Avant que les montagnes soient enfantées, avant que tu fasses naître la terre et le monde, depuis toujours et pour toujours, tu es Dieu.
Tu fais retourner ʾenôš jusqu’au dakkā ; et tu dis : « Revenez, fils d’Adam ! » [ʾenôš souligne l’humain fragile ; dakkā : écrasement, poussière, état broyé. Le verbe « revenir » structure les deux membres.]
Car mille ans à tes yeux sont comme le jour d’hier quand il passe, comme une veille dans la nuit.
Tu les emportes : ils sont comme un sommeil ; au matin, comme l’herbe, ils passent.
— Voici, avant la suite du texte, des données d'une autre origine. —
// Action applier - commit the start of production on one branch's state

use crate::catalog::{Catalog, Producer};
use crate::feasibility::when;
use crate::state::{EconomyState, RecordKind};
use crate::types::UnitId;

impl EconomyState {
    /// Start producing `target`. The caller must have just seen
    /// `when(catalog, self, target) == Ok(0.0)`.
    pub fn build(&mut self, catalog: &Catalog, target: UnitId) {
        debug_assert_eq!(
            when(catalog, self, target),
            Ok(0.0),
            "build({}) called before it was ready",
            catalog.name(target)
        );

        let entity = &catalog[target];
        let rates = catalog.rates();

        let mut minerals = entity.minerals;
        let producer = entity
            .supported_producers()
            .find(|p| self.idle(p.unit()) > 0);
        match producer {
            Some(Producer::WorkerRelocation(_)) => {
                // The worker walks back afterwards; only the lost mining time is paid
                minerals += rates.relocation_surcharge;
            }
            Some(Producer::Structure(structure)) => {
                if self.take_idle(*structure) {
                    self.push_record(*structure, entity.build_ticks, RecordKind::Occupied);
                }
            }
            Some(Producer::Excluded { .. }) | None => {}
        }

        self.resources.minerals = spend(self.resources.minerals, minerals, rates.resource_epsilon);
        self.resources.vespene = spend(self.resources.vespene, entity.vespene, rates.resource_epsilon);
        self.population.used += entity.population;

        self.push_record(target, entity.build_ticks, RecordKind::Construction);
        self.plan.push(target);
    }
}

/// Deduct `cost`, absorbing only the rounding slack `when` tolerates. A real
/// shortfall stays negative.
fn spend(amount: f64, cost: f64, epsilon: f64) -> f64 {
    let left = amount - cost;
    if left < 0.0 && left >= -epsilon { 0.0 } else { left }
}
// Action set derivation - which entity types the search may start, and how many
//
// Bounds keep branching finite. Each action's bound is the largest of the
// categories it falls into, and never less than what is already owned.

use std::collections::{BTreeMap, BTreeSet};

use crate::catalog::{Catalog, Producer, Role};
use crate::config::PlannerConfig;
use crate::planner::goal::Goal;
use crate::state::{EconomyState, RecordKind};
use crate::types::UnitId;

/// Entity types the search may start, with a per-type owned-count ceiling.
#[derive(Debug, Clone, PartialEq, Eq, Default)]
pub struct ActionSet {
    bounds: BTreeMap<UnitId, u32>,
}

impl ActionSet {
    pub fn derive(catalog: &Catalog, root: &EconomyState, goal: &Goal, config: &PlannerConfig) -> Self {
        let mut actions: BTreeSet<UnitId> = BTreeSet::new();
        close_over(catalog, &mut actions, goal.iter().map(|(unit, _)| unit));

        // Secondary resource anywhere in the chain needs an extractor
        let needs_vespene = actions.iter().any(|unit| catalog[*unit].vespene > 0.0);
        let extractor = catalog.with_role(Role::Extractor).filter(|_| needs_vespene);

        let missing_population = goal.missing_population(catalog, root);
        let supply = catalog
            .with_role(Role::Supply)
            .filter(|_| missing_population > 0);

        close_over(catalog, &mut actions, extractor.into_iter().chain(supply));

        let mut bounds = BTreeMap::new();
        for &unit in &actions {
            let bound = bound_for(catalog, root, goal, config, unit, missing_population);
            bounds.insert(unit, bound);
        }
        Self { bounds }
    }

    pub fn bound(&self, unit: UnitId) -> u32 {
        self.bounds.get(&unit).copied().unwrap_or(0)
    }

    pub fn contains(&self, unit: UnitId) -> bool {
        self.bounds.contains_key(&unit)
    }

    /// Actions in catalog order with their bounds
    pub fn iter(&self) -> impl Iterator<Item = (UnitId, u32)> + '_ {
        self.bounds.iter().map(|(unit, bound)| (*unit, *bound))
    }

    pub fn len(&self) -> usize {
        self.bounds.len()
    }

    pub fn is_empty(&self) -> bool {
        self.bounds.is_empty()
    }
}

/// Add `seeds` plus their supported producers and prerequisites, transitively.
fn close_over(catalog: &Catalog, actions: &mut BTreeSet<UnitId>, seeds: impl Iterator<Item = UnitId>) {
    let mut pending: Vec<UnitId> = seeds.collect();
    while let Some(unit) = pending.pop() {
        if !actions.insert(unit) {
            continue;
        }
        let entity = &catalog[unit];
        pending.extend(entity.supported_producers().map(Producer::unit));
        pending.extend(entity.prerequisite);
    }
}

fn bound_for(
    catalog: &Catalog,
    root: &EconomyState,
    goal: &Goal,
    config: &PlannerConfig,
    unit: UnitId,
    missing_population: u32,
) -> u32 {
    let owned = root.owned(unit);
    let entity = &catalog[unit];
    let mut bound = owned.max(1);

    let required = goal.required(unit);
    bound = bound.max(required);

    match entity.role {
        Role::ResourceWorker => {
            bound = bound.max(owned.max(1) + config.extra_workers);
        }
        Role::Supply if entity.supply_provided > 0 => {
            let incoming: u32 = root
                .in_progress
                .iter()
                .filter(|r| r.kind == RecordKind::Construction)
                .map(|r| catalog[r.unit].supply_provided)
                .sum();
            let hard_cap = catalog.rates().hard_population_cap;
            let needed_cap = (root.population.used + missing_population).min(hard_cap);
            let shortfall = needed_cap.saturating_sub(root.population.cap + incoming);
            bound = bound.max(owned + shortfall.div_ceil(entity.supply_provided));
        }
        _ => {}
    }

    // Producer structures scale with how many goal units depend on them
    let dependents: u32 = goal
        .iter()
        .filter(|(target, _)| {
            catalog[*target]
                .supported_producers()
                .any(|p| *p == Producer::Structure(unit))
        })
        .map(|(target, count)| count.saturating_sub(root.owned(target)))
        .sum();
    if dependents > 0 {
        let producers = dependents
            .div_ceil(config.units_per_producer.max(1))
            .clamp(1, config.max_producers.max(1));
        bound = bound.max(owned.max(producers));
    }

    bound
}
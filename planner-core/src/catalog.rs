//! Static entity catalog: costs, build durations, producers and tech requirements.
//!
//! The catalog is loaded once and shared read-only by every search branch.
//! Prerequisites form a forest: each entity type names at most one parent.

use std::collections::HashMap;
use std::ops::Index;

use serde::{Deserialize, Serialize};
use slotmap::SlotMap;

use crate::config::EconomyRates;
use crate::error::PlannerError;
use crate::types::{Resource, Ticks, UnitId};

// ============================================================================
// Role - Which completion effect an entity type triggers
// ============================================================================

#[derive(Debug, Clone, Copy, PartialEq, Eq, Default, Serialize, Deserialize)]
#[serde(rename_all = "snake_case")]
pub enum Role {
    /// Harvests minerals once complete
    ResourceWorker,
    /// Opens a vespene geyser; completion pulls workers off minerals
    Extractor,
    /// Exists to raise the population cap
    Supply,
    #[default]
    Standard,
}

// ============================================================================
// Producer - How an entity type gets made
// ============================================================================

#[derive(Debug, Clone, PartialEq, Eq)]
pub enum Producer {
    /// A structure that stays occupied for the duration of the order
    Structure(UnitId),
    /// A worker that walks off to place the target and is not consumed
    WorkerRelocation(UnitId),
    /// Produces the target in the game but is not modelled by the planner
    Excluded { unit: UnitId, reason: String },
}

impl Producer {
    pub fn unit(&self) -> UnitId {
        match self {
            Producer::Structure(unit) | Producer::WorkerRelocation(unit) => *unit,
            Producer::Excluded { unit, .. } => *unit,
        }
    }

    pub fn is_supported(&self) -> bool {
        !matches!(self, Producer::Excluded { .. })
    }
}

// ============================================================================
// Entity Type - One catalog record
// ============================================================================

#[derive(Debug, Clone)]
pub struct EntityType {
    pub name: String,
    pub minerals: f64,
    pub vespene: f64,
    pub build_ticks: Ticks,
    /// Population consumed while the entity exists
    pub population: u32,
    /// Population cap raised on completion
    pub supply_provided: u32,
    pub role: Role,
    pub producers: Vec<Producer>,
    pub prerequisite: Option<UnitId>,
}

impl EntityType {
    pub fn cost(&self, resource: Resource) -> f64 {
        match resource {
            Resource::Minerals => self.minerals,
            Resource::Vespene => self.vespene,
        }
    }

    /// Producers the planner is allowed to use, in catalog order
    pub fn supported_producers(&self) -> impl Iterator<Item = &Producer> {
        self.producers.iter().filter(|p| p.is_supported())
    }

    pub fn is_placed_by_worker(&self) -> bool {
        self.supported_producers()
            .any(|p| matches!(p, Producer::WorkerRelocation(_)))
    }
}

// ============================================================================
// Records - Serialized form of the catalog (names instead of ids)
// ============================================================================

#[derive(Debug, Clone, Serialize, Deserialize)]
#[serde(tag = "kind", rename_all = "snake_case")]
pub enum ProducerRecord {
    Structure { name: String },
    WorkerRelocation { name: String },
    Excluded { name: String, reason: String },
}

#[derive(Debug, Clone, Serialize, Deserialize)]
pub struct EntityRecord {
    pub name: String,
    #[serde(default)]
    pub minerals: f64,
    #[serde(default)]
    pub vespene: f64,
    pub build_ticks: Ticks,
    #[serde(default)]
    pub population: u32,
    #[serde(default)]
    pub supply_provided: u32,
    #[serde(default)]
    pub role: Role,
    #[serde(default)]
    pub producers: Vec<ProducerRecord>,
    #[serde(default)]
    pub prerequisite: Option<String>,
}

impl EntityRecord {
    pub fn new(name: impl Into<String>, minerals: f64, vespene: f64, build_ticks: Ticks) -> Self {
        Self {
            name: name.into(),
            minerals,
            vespene,
            build_ticks,
            population: 0,
            supply_provided: 0,
            role: Role::Standard,
            producers: Vec::new(),
            prerequisite: None,
        }
    }

    pub fn with_population(mut self, population: u32) -> Self {
        self.population = population;
        self
    }

    pub fn with_supply(mut self, supply: u32) -> Self {
        self.supply_provided = supply;
        self
    }

    pub fn with_role(mut self, role: Role) -> Self {
        self.role = role;
        self
    }

    pub fn trained_at(mut self, structure: &str) -> Self {
        self.producers.push(ProducerRecord::Structure {
            name: structure.to_string(),
        });
        self
    }

    pub fn placed_by(mut self, worker: &str) -> Self {
        self.producers.push(ProducerRecord::WorkerRelocation {
            name: worker.to_string(),
        });
        self
    }

    pub fn excluded(mut self, producer: &str, reason: &str) -> Self {
        self.producers.push(ProducerRecord::Excluded {
            name: producer.to_string(),
            reason: reason.to_string(),
        });
        self
    }

    pub fn requires(mut self, prerequisite: &str) -> Self {
        self.prerequisite = Some(prerequisite.to_string());
        self
    }
}

#[derive(Debug, Deserialize)]
struct CatalogFile {
    entities: Vec<EntityRecord>,
    #[serde(default)]
    rates: EconomyRates,
}

// ============================================================================
// Catalog
// ============================================================================

#[derive(Debug, Clone)]
pub struct Catalog {
    entries: SlotMap<UnitId, EntityType>,
    by_name: HashMap<String, UnitId>,
    rates: EconomyRates,
}
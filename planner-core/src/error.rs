use thiserror::Error;

use crate::feasibility::Blocker;

/// Failures at the edges of the planner: loading data, reading a snapshot,
/// resolving names, replaying a plan. Infeasibility inside the search is a
/// [`Blocker`], not an error.
#[derive(Error, Debug)]
pub enum PlannerError {
    #[error("unknown entity type: {0}")]
    UnknownEntity(String),

    #[error("entity type defined twice: {0}")]
    DuplicateEntity(String),

    #[error("invalid entity type {name}: {reason}")]
    InvalidEntity { name: String, reason: String },

    #[error("prerequisites of {0} form a cycle")]
    PrerequisiteCycle(String),

    #[error("invalid snapshot: {0}")]
    InvalidSnapshot(String),

    #[error("plan step {step} ({unit}) cannot start: {reason}")]
    ReplayInfeasible {
        step: usize,
        unit: String,
        blocker: Blocker,
        reason: String,
    },

    #[error("malformed json: {0}")]
    Json(#[from] serde_json::Error),
}
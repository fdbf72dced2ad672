// Forward simulator - advance a state through time
//
// A step is split at every completion instant inside it. Each completion
// therefore sees exactly the worker allocation in force at that instant, and
// accrual between instants uses the allocation that held over that interval.

use crate::catalog::{Catalog, Role};
use crate::state::{EconomyState, InProgress, RecordKind};
use crate::types::{Ticks, UnitId};

impl EconomyState {
    /// Advance by `duration` ticks. `sim(0)` leaves the state untouched.
    pub fn sim(&mut self, catalog: &Catalog, duration: Ticks) {
        debug_assert!(duration >= 0.0, "cannot simulate backwards: {duration}");
        if duration <= 0.0 {
            return;
        }

        let start = self.elapsed;
        let mut left = duration;
        while left > 0.0 {
            let next = self
                .in_progress
                .iter()
                .map(|r| r.remaining)
                .fold(f64::INFINITY, f64::min);
            let step = next.max(0.0).min(left);
            self.accrue(catalog, step);
            left -= step;
            self.elapsed = start + (duration - left);
            self.finish_due(catalog);
        }
        self.elapsed = start + duration;
    }

    fn accrue(&mut self, catalog: &Catalog, step: Ticks) {
        let rates = catalog.rates();
        self.resources.minerals += self.workers.minerals as f64 * rates.mineral_per_worker_tick * step;
        self.resources.vespene += self.workers.vespene as f64 * rates.vespene_per_worker_tick * step;
        for record in &mut self.in_progress {
            record.remaining -= step;
        }
    }

    /// Complete every record that has reached zero. Simultaneous extractors go
    /// last so they can staff themselves from workers finishing at the same instant.
    fn finish_due(&mut self, catalog: &Catalog) {
        let (mut due, running): (Vec<InProgress>, Vec<InProgress>) = std::mem::take(&mut self.in_progress)
            .into_iter()
            .partition(|r| r.remaining <= 0.0);
        self.in_progress = running;

        due.sort_by_key(|r| r.kind == RecordKind::Construction && catalog[r.unit].role == Role::Extractor);
        for record in due {
            self.complete(catalog, record.unit, record.kind);
        }
    }

    fn complete(&mut self, catalog: &Catalog, unit: UnitId, kind: RecordKind) {
        self.add_idle(unit, 1);

        #[cfg(feature = "instrument")]
        tracing::info!(
            target: "completion",
            elapsed = self.elapsed,
            unit = catalog.name(unit),
            occupied = kind == RecordKind::Occupied,
        );

        if kind == RecordKind::Occupied {
            return;
        }

        let entity = &catalog[unit];
        let rates = catalog.rates();
        match entity.role {
            Role::ResourceWorker => self.workers.minerals += 1,
            Role::Extractor => {
                let moved = rates.workers_per_extractor.min(self.workers.minerals);
                self.workers.minerals -= moved;
                self.workers.vespene += moved;
            }
            Role::Supply | Role::Standard => {}
        }

        if entity.supply_provided > 0 {
            self.population.cap =
                (self.population.cap + entity.supply_provided).min(rates.hard_population_cap);
        }
    }
}

#[cfg(test)]
mod tests {
    use crate::catalog::Catalog;
    use crate::state::{EconomyState, RecordKind};
    use crate::types::{Population, Resources, Workers};

    fn base(minerals: u32, vespene: u32) -> EconomyState {
        EconomyState::new(
            Resources::new(100.0, 0.0),
            Workers::new(minerals, vespene),
            Population::new(12, 15),
        )
    }

    #[test]
    fn test_accrual() {
        let catalog = Catalog::protoss();
        let rates = *catalog.rates();
        let mut state = base(10, 3);

        state.sim(&catalog, 200.0);

        assert_eq!(state.elapsed, 200.0);
        let minerals = 100.0 + 10.0 * rates.mineral_per_worker_tick * 200.0;
        let vespene = 3.0 * rates.vespene_per_worker_tick * 200.0;
        assert!((state.resources.minerals - minerals).abs() < 1e-9);
        assert!((state.resources.vespene - vespene).abs() < 1e-9);
    }

    #[test]
    fn test_zero_duration_is_noop() {
        let catalog = Catalog::protoss();
        let pylon = catalog.resolve("Pylon").unwrap();
        let state = base(12, 0).with_construction(pylon, 10.0);

        let mut after = state.clone();
        after.sim(&catalog, 0.0);
        assert_eq!(after, state);
    }

    #[test]
    fn test_worker_completion_back_accrues() {
        let catalog = Catalog::protoss();
        let rate = catalog.rates().mineral_per_worker_tick;
        let probe = catalog.resolve("Probe").unwrap();
        let mut state = base(12, 0).with_construction(probe, 5.0);

        state.sim(&catalog, 7.0);

        assert_eq!(state.workers.minerals, 13);
        assert_eq!(state.idle(probe), 1);
        assert!(state.in_progress.is_empty());
        let expected = 100.0 + 12.0 * rate * 7.0 + rate * 2.0;
        assert!((state.resources.minerals - expected).abs() < 1e-9);
    }

    #[test]
    fn test_extractor_completion_moves_workers() {
        let catalog = Catalog::protoss();
        let rates = *catalog.rates();
        let assimilator = catalog.resolve("Assimilator").unwrap();
        let mut state = base(12, 0).with_construction(assimilator, 40.0);

        state.sim(&catalog, 100.0);

        assert_eq!(state.workers.minerals, 9);
        assert_eq!(state.workers.vespene, 3);
        assert_eq!(state.idle(assimilator), 1);
        let minerals = 100.0 + 12.0 * rates.mineral_per_worker_tick * 40.0
            + 9.0 * rates.mineral_per_worker_tick * 60.0;
        let vespene = 3.0 * rates.vespene_per_worker_tick * 60.0;
        assert!((state.resources.minerals - minerals).abs() < 1e-9);
        assert!((state.resources.vespene - vespene).abs() < 1e-9);
    }

    #[test]
    fn test_extractor_moves_at_most_available_workers() {
        let catalog = Catalog::protoss();
        let assimilator = catalog.resolve("Assimilator").unwrap();
        let mut state = base(2, 0).with_construction(assimilator, 10.0);

        state.sim(&catalog, 10.0);

        assert_eq!(state.workers.minerals, 0);
        assert_eq!(state.workers.vespene, 2);
    }

    #[test]
    fn test_extractor_staffs_from_workers_present_at_its_instant() {
        let catalog = Catalog::protoss();
        let rates = *catalog.rates();
        let probe = catalog.resolve("Probe").unwrap();
        let assimilator = catalog.resolve("Assimilator").unwrap();
        // The probe record sits first but finishes last
        let mut state = base(2, 0)
            .with_construction(probe, 9.0)
            .with_construction(assimilator, 1.0);

        state.sim(&catalog, 10.0);

        assert_eq!(state.workers, Workers::new(1, 2));
        let minerals = 100.0 + 2.0 * rates.mineral_per_worker_tick + rates.mineral_per_worker_tick;
        let vespene = 2.0 * rates.vespene_per_worker_tick * 9.0;
        assert!(state.resources.minerals >= 100.0);
        assert!((state.resources.minerals - minerals).abs() < 1e-9);
        assert!((state.resources.vespene - vespene).abs() < 1e-9);
    }

    #[test]
    fn test_completion_order_does_not_depend_on_record_order() {
        let catalog = Catalog::protoss();
        let probe = catalog.resolve("Probe").unwrap();
        let assimilator = catalog.resolve("Assimilator").unwrap();
        let state = base(2, 0)
            .with_construction(assimilator, 10.0)
            .with_construction(probe, 5.0);

        let mut whole = state.clone();
        whole.sim(&catalog, 20.0);
        let mut split = state.clone();
        split.sim(&catalog, 7.0);
        split.sim(&catalog, 13.0);

        assert_eq!(whole.workers, Workers::new(0, 3));
        assert_eq!(split.workers, whole.workers);
        assert!((whole.resources.minerals - split.resources.minerals).abs() < 1e-9);
        assert!((whole.resources.vespene - split.resources.vespene).abs() < 1e-9);
        assert_eq!(whole.elapsed, split.elapsed);
    }

    #[test]
    fn test_simultaneous_worker_joins_extractor() {
        let catalog = Catalog::protoss();
        let probe = catalog.resolve("Probe").unwrap();
        let assimilator = catalog.resolve("Assimilator").unwrap();
        let mut state = base(2, 0)
            .with_construction(assimilator, 5.0)
            .with_construction(probe, 5.0);

        state.sim(&catalog, 5.0);

        assert_eq!(state.workers, Workers::new(0, 3));
        assert!(state.in_progress.is_empty());
    }

    #[test]
    fn test_two_extractors_share_scarce_workers() {
        let catalog = Catalog::protoss();
        let assimilator = catalog.resolve("Assimilator").unwrap();
        let mut state = base(4, 0)
            .with_construction(assimilator, 8.0)
            .with_construction(assimilator, 3.0);

        state.sim(&catalog, 10.0);

        assert_eq!(state.workers, Workers::new(0, 4));
        assert_eq!(state.idle(assimilator), 2);
        assert!(state.resources.minerals >= 100.0);
    }

    #[test]
    fn test_supply_completion_raises_cap_to_hard_limit() {
        let catalog = Catalog::protoss();
        let pylon = catalog.resolve("Pylon").unwrap();
        let mut state = base(12, 0)
            .with_construction(pylon, 10.0)
            .with_construction(pylon, 20.0);
        state.population = Population::new(190, 195);

        state.sim(&catalog, 20.0);

        assert_eq!(state.population.cap, 200);
        assert_eq!(state.idle(pylon), 2);
    }

    #[test]
    fn test_busy_producer_returns_without_effect() {
        let catalog = Catalog::protoss();
        let nexus = catalog.resolve("Nexus").unwrap();
        let mut state = base(12, 0).with_occupied(nexus, 50.0);

        state.sim(&catalog, 50.0);

        assert_eq!(state.idle(nexus), 1);
        // No second helping of supply from a Nexus that merely finished an order
        assert_eq!(state.population.cap, 15);
        assert!(state.in_progress.is_empty());
    }

    #[test]
    fn test_partial_progress_is_kept() {
        let catalog = Catalog::protoss();
        let gateway = catalog.resolve("Gateway").unwrap();
        let mut state = base(12, 0).with_construction(gateway, 900.0);

        state.sim(&catalog, 250.0);

        assert_eq!(state.in_progress.len(), 1);
        assert_eq!(state.in_progress[0].remaining, 650.0);
        assert_eq!(state.in_progress[0].kind, RecordKind::Construction);
        assert_eq!(state.idle(gateway), 0);
    }
}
Au matin elle fleurit et passe ; le soir elle se flétrit et sèche.
Car nous sommes consumés par ta colère, et par ta fureur nous sommes épouvantés.
Tu places nos fautes devant toi, nos secrets sous la lumière de ta face.
Car tous nos jours tournent sous ton emportement ; nous achevons nos années comme un hegeh. [hegeh : murmure, souffle, soupir ; la vie s’achève comme un son qui s’évanouit.]
Les jours de nos années : soixante-dix ans ; et si par les forces, quatre-vingts ans. Leur rohab est peine et iniquité ; car cela est vite retranché, et nous nous envolons. [rohab : vigueur, fierté, éclat ; le sens précis est discuté. Le verset décrit la limite humaine sans fixer une norme biologique absolue.]
Qui connaît la puissance de ta colère et, selon la crainte qui t’est due, ton indignation ?
Apprends-nous donc à compter nos jours, afin que nous apportions un cœur de sagesse.
Reviens, YHWH ! Jusqu’à quand ? Aie compassion de tes serviteurs.
Rassasie-nous au matin de ta fidélité ; nous crierons de joie et nous nous réjouirons tous nos jours.
Réjouis-nous autant de jours que tu nous as affligés, autant d’années que nous avons vu le mal.
Que ton œuvre apparaisse à tes serviteurs, et ta splendeur sur leurs fils.
Que le noʿam d’Adonaï notre Dieu soit sur nous ; l’œuvre de nos mains, établis-la sur nous ; l’œuvre de nos mains, établis-la ! [noʿam : beauté, douceur, faveur, agrément. La répétition finale de « l’œuvre de nos mains » constitue la conclusion emphatique du psaume.]